I've worked in a few hospital system. While I'm not an IT guy I'm an engineer and I often serve as a de-facto IT guy for companies. The quality of IT staff in the hospitals I've work with were for the most part deplorable. They tend to be understaffed, underfunded and underpaid and not supported well by management. It should surprise no one that they don't tend to get the best and brightest. While there are some good people, the system sets them up to fail. Quite frankly, hospitals are among the least secure and least well administered companies I've seen when it comes to IT. Their business is extremely complex and very few of the people working in it are IT focused, particularly those in positions of power. Worse a lot of the equipment uses special versions of software that either is not or (usually for regulatory reasons) cannot be updated.
What security people constantly miss is that our society is kind of founded on the goodwill of the stranger. That's also why there's little physical security at hospitals. Sure there are mentally sick people out there but it takes somebody especially incredibly sick and twisted to turn off somebody's pacemaker just for the hell of it.
I'm all for security, and there are some evil people out there, but really there are reasons why hospitals are often the least secured places anywhere you go
It's not just that, it's also that vendors assume that hospitals have competent IT departments and devices will be appropriately firewalled away from the rest of the network.
Vendors of these products know damn well that hospitals routinely lack competent IT departments and they know (or should know) that they will be improperly secured if they are secured at all.
Why are we holding up these devices up to some insane standards that were never a consideration until "IoT" became the buzz word of the year?
Do you know how many mission critical infrastructure systems are running completely unencrypted, non-obfuscated, clear text RS485/232? Wireless backhauls with next to zero security because who would have the kit to interface with it so why bother locking it down? (20 dollar SDR? What's an SDR?). Your local ISPs reckless abandon of cabling from the drop on the corner to your CPE.
But please lets all stop the presses and talk about how unbelievable it is that I can reset a pace maker with just a smart phone. (instead of a microwave oven which always worked.) Do I care if the particle accelerator is on the hospitals intranet with admin:admin? Only as much as I care about a random person throwing a road flare at a gas station as they drive by. Only as much as I care about someone with a bic pen or bump-key getting in the subdivisions phone exchange to listen to phone calls/reroute calls/disable service entirely and start a door to door rape party.

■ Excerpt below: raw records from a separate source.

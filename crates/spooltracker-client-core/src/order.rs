//! Keeps one panel pinned directly after another in a tree the panel does not own.
//!
//! A single `reconcile` transition is driven by three sources: one immediate
//! attempt, a bounded retry timer, and a structural-mutation watch on a stable
//! ancestor. Position is never cached; every call re-reads the tree.

use serde::Serialize;

use crate::config::PanelConfig;

/// Read/move access to the live document. Methods take `&self` because the
/// host tree is shared and mutated from elsewhere.
pub trait PanelTree {
    type Node;

    fn find(&self, id: &str) -> Option<Self::Node>;

    /// True when `subject` is the node immediately following `anchor`.
    fn is_next_sibling(&self, anchor: &Self::Node, subject: &Self::Node) -> bool;

    fn insert_after(&self, anchor: &Self::Node, subject: &Self::Node) -> Result<(), String>;
}

#[derive(Debug, Clone, Copy, PartialEq, Eq, Serialize)]
#[serde(rename_all = "snake_case")]
pub enum Trigger {
    Immediate,
    RetryTick,
    Mutations,
}

#[derive(Debug, Clone, PartialEq, Eq, Serialize)]
#[serde(rename_all = "snake_case", tag = "placement")]
pub enum Placement {
    AnchorMissing,
    SubjectMissing,
    InPlace,
    Moved,
    MoveFailed { reason: String },
}

impl Placement {
    #[must_use]
    pub fn is_satisfied(&self) -> bool {
        matches!(self, Self::InPlace | Self::Moved)
    }
}

#[derive(Debug, Clone, Copy, PartialEq, Eq, Serialize)]
#[serde(rename_all = "snake_case")]
pub enum OrderState {
    Unsatisfied,
    Satisfied,
}

#[derive(Debug, Clone, Copy, PartialEq, Eq)]
pub enum StartDirective {
    /// Already in order; no timer is needed for the initial case.
    Done,
    StartRetryTimer { period_ms: u32 },
}

#[derive(Debug, Clone, Copy, PartialEq, Eq)]
pub enum TickDirective {
    Continue,
    Cancel,
}

#[derive(Debug, Clone, Copy, PartialEq, Eq, Serialize)]
#[serde(rename_all = "snake_case")]
pub enum EnforcerPhase {
    Idle,
    Retrying,
    RetryExhausted,
}

#[derive(Debug, Clone, PartialEq, Eq, Serialize)]
pub struct EnforcerStats {
    pub state: OrderState,
    pub phase: EnforcerPhase,
    pub watching: bool,
    pub retry_ticks: u32,
    pub moves: u32,
    pub mutation_batches: u32,
    pub last_placement: Option<Placement>,
}

#[derive(Debug, Clone)]
pub struct OrderEnforcer {
    anchor_id: String,
    subject_id: String,
    container_id: String,
    retry_period_ms: u32,
    retry_max_ticks: u32,
    state: OrderState,
    phase: EnforcerPhase,
    watching: bool,
    retry_ticks: u32,
    moves: u32,
    mutation_batches: u32,
    last_placement: Option<Placement>,
}

impl OrderEnforcer {
    pub fn new(
        anchor_id: impl Into<String>,
        subject_id: impl Into<String>,
        container_id: impl Into<String>,
    ) -> Self {
        Self {
            anchor_id: anchor_id.into(),
            subject_id: subject_id.into(),
            container_id: container_id.into(),
            retry_period_ms: crate::config::DEFAULT_RETRY_PERIOD_MS,
            retry_max_ticks: crate::config::DEFAULT_RETRY_MAX_TICKS,
            state: OrderState::Unsatisfied,
            phase: EnforcerPhase::Idle,
            watching: false,
            retry_ticks: 0,
            moves: 0,
            mutation_batches: 0,
            last_placement: None,
        }
    }

    pub fn with_retry(mut self, period_ms: u32, max_ticks: u32) -> Self {
        self.retry_period_ms = period_ms;
        self.retry_max_ticks = max_ticks;
        self
    }

    #[must_use]
    pub fn from_config(config: &PanelConfig) -> Self {
        Self::new(&config.anchor_id, &config.subject_id, &config.container_id)
            .with_retry(config.retry_period_ms, config.retry_max_ticks)
    }

    #[must_use]
    pub fn state(&self) -> OrderState {
        self.state
    }

    #[must_use]
    pub fn phase(&self) -> EnforcerPhase {
        self.phase
    }

    #[must_use]
    pub fn container_id(&self) -> &str {
        &self.container_id
    }

    #[must_use]
    pub fn stats(&self) -> EnforcerStats {
        EnforcerStats {
            state: self.state,
            phase: self.phase,
            watching: self.watching,
            retry_ticks: self.retry_ticks,
            moves: self.moves,
            mutation_batches: self.mutation_batches,
            last_placement: self.last_placement.clone(),
        }
    }

    /// The only transition. Touches the tree only when the subject is out of place.
    pub fn reconcile<P: PanelTree>(&mut self, tree: &P, trigger: Trigger) -> Placement {
        let placement = place(tree, &self.anchor_id, &self.subject_id);
        match &placement {
            Placement::AnchorMissing | Placement::SubjectMissing => {
                tracing::trace!(?trigger, ?placement, "order check skipped");
            }
            Placement::InPlace => {}
            Placement::Moved => {
                self.moves = self.moves.saturating_add(1);
                tracing::debug!(
                    ?trigger,
                    anchor = %self.anchor_id,
                    subject = %self.subject_id,
                    "moved panel after anchor"
                );
            }
            Placement::MoveFailed { reason } => {
                tracing::warn!(?trigger, %reason, "panel move failed");
            }
        }
        self.state = if placement.is_satisfied() {
            OrderState::Satisfied
        } else {
            OrderState::Unsatisfied
        };
        self.last_placement = Some(placement.clone());
        placement
    }

    /// Phase one. When it falls short the caller starts the retry timer.
    ///
    /// `Done` skips only the timer: callers still attach the mutation watch at
    /// document load, so a later reinsertion by another plugin is repaired.
    pub fn start<P: PanelTree>(&mut self, tree: &P) -> StartDirective {
        if self.reconcile(tree, Trigger::Immediate).is_satisfied() {
            return StartDirective::Done;
        }
        self.phase = EnforcerPhase::Retrying;
        self.retry_ticks = 0;
        StartDirective::StartRetryTimer {
            period_ms: self.retry_period_ms,
        }
    }

    /// Phase two. Cancels on satisfaction or once the tick cap is reached.
    pub fn on_retry_tick<P: PanelTree>(&mut self, tree: &P) -> TickDirective {
        if self.phase != EnforcerPhase::Retrying {
            return TickDirective::Cancel;
        }
        self.retry_ticks = self.retry_ticks.saturating_add(1);
        let placement = self.reconcile(tree, Trigger::RetryTick);

        if placement.is_satisfied() {
            tracing::debug!(ticks = self.retry_ticks, "panel order settled by retry");
            self.phase = EnforcerPhase::Idle;
            return TickDirective::Cancel;
        }
        if self.retry_ticks >= self.retry_max_ticks {
            tracing::debug!(ticks = self.retry_ticks, "retry window exhausted");
            self.phase = EnforcerPhase::RetryExhausted;
            return TickDirective::Cancel;
        }
        TickDirective::Continue
    }

    /// Phase three begins: returns the id of the container to observe. A retry
    /// timer still running keeps running.
    pub fn on_document_loaded(&mut self) -> &str {
        self.watching = true;
        &self.container_id
    }

    /// Called once per batch of structural mutations for the rest of the page's life.
    pub fn on_mutations<P: PanelTree>(&mut self, tree: &P, records: usize) -> Placement {
        self.mutation_batches = self.mutation_batches.saturating_add(1);
        tracing::trace!(records, "structural mutations observed");
        self.reconcile(tree, Trigger::Mutations)
    }
}

fn place<P: PanelTree>(tree: &P, anchor_id: &str, subject_id: &str) -> Placement {
    let Some(anchor) = tree.find(anchor_id) else {
        return Placement::AnchorMissing;
    };
    let Some(subject) = tree.find(subject_id) else {
        return Placement::SubjectMissing;
    };
    if tree.is_next_sibling(&anchor, &subject) {
        return Placement::InPlace;
    }
    match tree.insert_after(&anchor, &subject) {
        Ok(()) => Placement::Moved,
        Err(reason) => Placement::MoveFailed { reason },
    }
}
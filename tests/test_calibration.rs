extern crate bvr_dimensions;

use bvr_dimensions::common::CalibrationState;
use bvr_dimensions::data::REFERENCE_WIDTH_CM;

#[test]
fn starts_unset() {
    let calibration = CalibrationState::new(REFERENCE_WIDTH_CM);
    assert!(!calibration.is_set());
    assert_eq!(calibration.reference_pixel_width(), None);
    assert_eq!(calibration.scale(), None);
    assert_eq!(calibration.measure(100, 100), None);
    assert_eq!(calibration.epoch(), 0);
}

#[test]
fn captures_only_once() {
    let mut calibration = CalibrationState::new(REFERENCE_WIDTH_CM);

    assert!(calibration.capture(120));
    assert!(!calibration.capture(300));
    assert!(!calibration.capture(1));

    assert_eq!(calibration.reference_pixel_width(), Some(120));
}

#[test]
fn zero_width_is_never_captured() {
    let mut calibration = CalibrationState::new(REFERENCE_WIDTH_CM);

    assert!(!calibration.capture(0));
    assert!(!calibration.is_set());

    assert!(calibration.capture(40));
    assert_eq!(calibration.reference_pixel_width(), Some(40));
}

#[test]
fn measures_against_reference() {
    let mut calibration = CalibrationState::new(5.0);
    calibration.capture(100);

    assert_eq!(calibration.scale(), Some(0.05));
    let (w, h) = calibration.measure(200, 50).unwrap();
    assert!((w - 10.0).abs() < 1e-9);
    assert!((h - 2.5).abs() < 1e-9);
}

#[test]
fn reset_clears_and_is_idempotent() {
    let mut calibration = CalibrationState::new(REFERENCE_WIDTH_CM);
    calibration.capture(80);

    calibration.reset();
    assert!(!calibration.is_set());
    assert_eq!(calibration.epoch(), 1);

    calibration.reset();
    assert!(!calibration.is_set());
    assert_eq!(calibration.epoch(), 2);
    assert_eq!(calibration.reference_physical_width(), REFERENCE_WIDTH_CM);

    assert!(calibration.capture(64));
    assert_eq!(calibration.reference_pixel_width(), Some(64));
}
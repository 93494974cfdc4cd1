mod annotation;
mod bvr_box;
mod bvr_detection;
mod bvr_image;
mod calibration;
mod detected_box;
mod inference_device;
mod model_config;
mod model_version;

pub use annotation::*;
pub use bvr_box::*;
pub use bvr_detection::*;
pub use bvr_image::*;
pub use calibration::*;
pub use detected_box::*;
pub use inference_device::*;
pub use model_config::*;
pub use model_version::*;
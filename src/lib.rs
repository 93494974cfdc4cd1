mod utils;
pub mod common;
pub mod data;
pub mod detection_runners;
pub mod detectors;
pub mod display;
pub mod frame_sources;
pub mod measure_engine;
pub mod rendering;
pub mod session;

use std::time::Instant;
use crate::common::{BvrImage, DetectedBox, ModelConfig};
use crate::data::ConfigOrt;
use crate::detection_runners::inference_process::InferenceProcess;
use crate::detection_runners::OrtYOLO;
use crate::detectors::DetectionAdapter;

pub type Result<T, E = anyhow::Error> = std::result::Result<T, E>;

/// Builds the ONNX detector described by `model_details`, warm-up runs included.
pub fn init_detector(model_details: &ModelConfig) -> Result<OrtYOLO> {
    log::info!("Initializing ORT session with ({}) execution provider", model_details.inference_device);
    let ort_options = ConfigOrt::from_model_config(model_details)?
        .with_trt_fp16(false)
        .with_profile(false);

    OrtYOLO::new(ort_options)
}

/// One-shot detection through the adapter, for callers that do not run a full session.
pub fn run_detection(adapter: &mut DetectionAdapter<OrtYOLO>, bvr_image: &BvrImage) -> Result<Vec<DetectedBox>> {
    let now = Instant::now();

    let detections = adapter.detect(bvr_image)?;

    log::debug!("Processing time: {:?}", now.elapsed());
    Ok(detections)
}
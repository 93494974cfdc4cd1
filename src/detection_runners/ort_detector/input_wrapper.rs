use anyhow::Result;
use ndarray::{Array, IxDyn};

/// Model input or output tensor, wrapper over [`Array<f32, IxDyn>`]
#[derive(Debug, Clone, Default)]
pub struct X(pub Array<f32, IxDyn>);

impl From<Array<f32, IxDyn>> for X {
    fn from(x: Array<f32, IxDyn>) -> Self {
        Self(x)
    }
}

impl From<Vec<f32>> for X {
    fn from(x: Vec<f32>) -> Self {
        Self(Array::from_vec(x).into_dyn().into_owned())
    }
}

impl std::ops::Deref for X {
    type Target = Array<f32, IxDyn>;

    fn deref(&self) -> &Self::Target {
        &self.0
    }
}

impl X {
    pub fn from_shape_vec(shape: &[usize], xs: Vec<f32>) -> Result<Self> {
        Ok(Self::from(Array::from_shape_vec(shape, xs)?))
    }

    pub fn ndim(&self) -> usize {
        self.0.ndim()
    }

    pub fn into_inner(self) -> Array<f32, IxDyn> {
        self.0
    }
}

/// An ordered collection of tensors, one per model input or output.
#[derive(Debug, Clone, Default)]
pub struct Xs(Vec<X>);

impl From<X> for Xs {
    fn from(x: X) -> Self {
        Self(vec![x])
    }
}

impl From<Vec<X>> for Xs {
    fn from(xs: Vec<X>) -> Self {
        Self(xs)
    }
}

impl std::ops::Deref for Xs {
    type Target = Vec<X>;

    fn deref(&self) -> &Self::Target {
        &self.0
    }
}

impl IntoIterator for Xs {
    type Item = X;
    type IntoIter = std::vec::IntoIter<X>;

    fn into_iter(self) -> Self::IntoIter {
        self.0.into_iter()
    }
}
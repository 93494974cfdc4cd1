//! Functions to preprocess frames into model input tensors.

use anyhow::{bail, Result};
use fast_image_resize::{
    images::Image as FirImage,
    pixels::PixelType,
    FilterType, ResizeAlg, ResizeOptions, Resizer,
};
use image::RgbImage;
use ndarray::Array;
use rayon::prelude::*;
use crate::detection_runners::input_wrapper::X;

/// Grey level used for the padded area of a letterboxed image.
pub const LETTERBOX_FILL: u8 = 114;

/// Scale that fits a `w0 x h0` image inside `target_w x target_h` without distortion.
pub fn letterbox_ratio(w0: u32, h0: u32, target_w: u32, target_h: u32) -> f32 {
    (target_w as f32 / w0 as f32).min(target_h as f32 / h0 as f32)
}

/// Letterboxes and normalizes a batch of images into a single NCHW tensor.
pub fn preprocess(xs: &[RgbImage], target_h: u32, target_w: u32) -> Result<X> {
    let options = ResizeOptions::new().resize_alg(ResizeAlg::Convolution(FilterType::Bilinear));

    // Parallel preprocessing per image
    let image_tensors: Vec<Vec<f32>> = xs
        .par_iter()
        .map(|img| {
            let mut resizer = Resizer::new();
            let padded = letterbox_image(img, target_h, target_w, LETTERBOX_FILL, &mut resizer, &options)?;
            nchw_normalize_flat(&padded, target_w as usize, target_h as usize)
        })
        .collect::<Result<_>>()?;

    let channels = 3;
    let height = target_h as usize;
    let width = target_w as usize;
    let image_size = channels * height * width;

    let mut batch_flat: Vec<f32> = Vec::with_capacity(xs.len() * image_size);
    for img in image_tensors.iter() {
        batch_flat.extend_from_slice(img);
    }

    let batch = Array::from_shape_vec(
        (xs.len(), channels, height, width),
        batch_flat,
    )?.into_dyn();

    Ok(X::from(batch))
}

/// Resizes `img` to fit the target and pastes it at the top-left of a filled canvas.
/// Returns the canvas as packed RGB bytes.
fn letterbox_image(
    img: &RgbImage,
    target_h: u32,
    target_w: u32,
    bg: u8,
    resizer: &mut Resizer,
    resize_options: &ResizeOptions,
) -> Result<Vec<u8>> {
    let (w0, h0) = img.dimensions();
    if w0 == 0 || h0 == 0 {
        bail!("Cannot letterbox an empty {}x{} image", w0, h0);
    }

    let scale = letterbox_ratio(w0, h0, target_w, target_h);
    let new_w = ((w0 as f32 * scale).round() as u32).clamp(1, target_w);
    let new_h = ((h0 as f32 * scale).round() as u32).clamp(1, target_h);

    let src = FirImage::from_vec_u8(w0, h0, img.as_raw().clone(), PixelType::U8x3)?;
    let mut resized = FirImage::new(new_w, new_h, PixelType::U8x3);
    resizer.resize(&src, &mut resized, resize_options)?;

    let row_out = target_w as usize * 3;
    let row_in = new_w as usize * 3;
    let mut padded = vec![bg; row_out * target_h as usize];
    for (y, row) in resized.buffer().chunks_exact(row_in).enumerate() {
        let start = y * row_out;
        padded[start..start + row_in].copy_from_slice(row);
    }

    Ok(padded)
}

fn nchw_normalize_flat(buf: &[u8], w: usize, h: usize) -> Result<Vec<f32>> {
    if buf.len() != w * h * 3 {
        bail!("Unexpected buffer size: got {}, expected {}", buf.len(), w * h * 3);
    }

    let mut out = vec![0.0f32; buf.len()];
    let hw = w * h;

    for i in 0..hw {
        out[i] = buf[3 * i] as f32 / 255.0;              // Channel 0
        out[i + hw] = buf[3 * i + 1] as f32 / 255.0;     // Channel 1
        out[i + 2 * hw] = buf[3 * i + 2] as f32 / 255.0; // Channel 2
    }

    Ok(out)
}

Is it a serious security concern that every major auto manufacturer was shipping vehicles with all the same, standard bolts and fasteners? ANYONE with a toolbox could alter your car or disable your breaks!
And yet I'm not actually worried about going to the hospital and getting irradiated to death from a hacked x-ray machine. What incentive would someone have to make the effort and take the risk to hack these machines? The actual likely fallout from such a thing might be some invalid test results, and maybe even one or two direct deaths from an exploding MRI. The best scenario I can think of would be a foreign nation just wanting to do general economic damage to a country, but targeting a hospital would put them in violation of so many international treaties that they would be far more likely to damage their own economies after being sanctioned. Frankly I'd be far more worried about US gunships killing me at the hospital than hacked devices.
No some vendors say there system can't be walled off and we need remote access to them / they must be able to send data to our systems. Have you read the list of ports that are doc's say must be open to us?
Most medical devices should either be stand-alone or in a "closed network" such as a network that only includes patent-care devices in a single building and doctor-and nurse-accessible workstations around the building, but without any connection to any network or device that touches any outside network.
Exceptions like operating rooms used for tele-medicine/remote-operated-robo-surgery/etc. can be handled as special cases.
If you want to hack them, you'll need to use "out of band/side-channel" techniques like compromising the employees who have access to them or listening in on (and interpreting) the nearly-inevitable RF signals that the equipment puts on nearby wires or on the air, watching for vibrations on windows or pointing a camera to the room windows to see or "hear" the alarms or status lights as they go off, etc. Except for the "compromising the employees" bit or gaining physical access yourself, it's very hard to force a non-networked device to do your bidding except in a very rough way, such as by cutting of the power supply or triggering some condition that puts the device in a fail-safe mode.
Knowledge is how to play a game, intelligence is how to win, wisdom is knowing what game to play.
Unless lawyers get involved.
Why would lawyers get involved? Oh right, because you're talking about straight up murdering people.
I worked in hospital IT for over a decade. Your speculation is entirely wrong.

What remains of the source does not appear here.